Based on Luísa Pessoa's observations, [13] Andresen focuses on themes such as: childhood and youth, which she uses as a reference space ("The Garden and the House", Poetry, 1944; "House", Geography, 1967; "White House", Poetry, 1944; "Lost Garden", Poetry, Garden and the Night, Poetry, 1944).

Later work

Contact with nature also profoundly marked her work. For the author, this contact became an example of freedom, beauty, perfection and mystery and is widely found in her work, whether by the allusions to the land (trees, birds, moonlight) or by her references to the sea (beach, shells, waves).

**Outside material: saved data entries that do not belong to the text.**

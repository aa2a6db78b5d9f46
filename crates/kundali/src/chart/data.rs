use serde::{Deserialize, Serialize};
use std::collections::BTreeMap;

use crate::body::Body;
use crate::ephemeris::GeoLocation;
use crate::vedic::signs::SignPosition;

/// One body's sidereal placement in a chart.
#[derive(Debug, Clone, Copy, PartialEq, Serialize, Deserialize)]
pub struct ChartPoint {
    pub body: Body,
    /// Absolute sidereal longitude in [0, 360)
    pub longitude: f64,
    /// Degrees per day; zero for the Ascendant
    #[serde(rename = "dailySpeed")]
    pub speed: f64,
}

impl ChartPoint {
    pub fn sign_position(&self) -> SignPosition {
        SignPosition::from_longitude(self.longitude)
    }

    pub fn is_retrograde(&self) -> bool {
        self.speed < 0.0
    }
}

/// A complete D1 chart for one instant and place.
///
/// Charts are built once by [`crate::chart::ChartBuilder`] and never
/// mutated; the fields are only reachable through accessors.
#[derive(Debug, Clone, PartialEq, Serialize, Deserialize)]
pub struct Chart {
    #[serde(rename = "julianDay")]
    julian_day: f64,
    location: GeoLocation,
    points: BTreeMap<Body, ChartPoint>,
}

impl Chart {
    pub(crate) fn new(julian_day: f64, location: GeoLocation, points: BTreeMap<Body, ChartPoint>) -> Self {
        Self {
            julian_day,
            location,
            points,
        }
    }

    pub fn julian_day(&self) -> f64 {
        self.julian_day
    }

    pub fn location(&self) -> GeoLocation {
        self.location
    }

    pub fn get(&self, body: Body) -> Option<&ChartPoint> {
        self.points.get(&body)
    }

    /// Points in [`Body`] order, Ascendant first.
    pub fn points(&self) -> impl Iterator<Item = &ChartPoint> {
        self.points.values()
    }

    pub fn len(&self) -> usize {
        self.points.len()
    }

    pub fn is_empty(&self) -> bool {
        self.points.is_empty()
    }
}
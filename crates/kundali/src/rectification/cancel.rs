use std::sync::atomic::{AtomicBool, Ordering};
use std::sync::Arc;
use std::time::{Duration, Instant};

/// Shared stop signal for a running sweep.
///
/// Clones share one flag, so a token handed to another thread (or a signal
/// handler) can stop the sweep. An optional deadline trips the same flag.
#[derive(Debug, Clone, Default)]
pub struct CancelToken {
    flag: Arc<AtomicBool>,
    deadline: Option<Instant>,
}

impl CancelToken {
    pub fn new() -> Self {
        Self::default()
    }

    /// A token that cancels itself once `timeout` has elapsed.
    pub fn with_timeout(timeout: Duration) -> Self {
        Self {
            flag: Arc::new(AtomicBool::new(false)),
            deadline: Instant::now().checked_add(timeout),
        }
    }

    pub fn cancel(&self) {
        self.flag.store(true, Ordering::Relaxed);
    }

    pub fn is_cancelled(&self) -> bool {
        if self.flag.load(Ordering::Relaxed) {
            return true;
        }
        match self.deadline {
            Some(deadline) if Instant::now() >= deadline => {
                self.cancel();
                true
            }
            _ => false,
        }
    }
}

pub mod ayanamsa;
pub mod provider;
pub mod types;

#[cfg(feature = "swisseph")]
pub mod adapter;

#[cfg(feature = "swisseph")]
pub use adapter::SwissEphemerisAdapter;
pub use provider::{EphemerisError, EphemerisProvider, Serialized};
pub use types::{BodyPosition, EphemerisSettings, GeoLocation};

The Sea is one of the key concepts in Andresen's literary creations: "From the Shore / Where It All Started Intact on the First Day of Me." [14] The literary effect of the sea's inspiration can be seen in several poems, such as "Men by the Sea" or "Women by the Sea." The author comments on this inspiration as follows:

"These poems have to do with the Granja mornings, the beach mornings. And also with a painting by Picasso. There is a painting by Picasso called "Women by the Sea." No one will say that Picasso's painting and Lorca's poetry have had a tremendous influence on my poetry, especially in the time of the Choral ... And one of Picasso's influences on me was that I moved the images."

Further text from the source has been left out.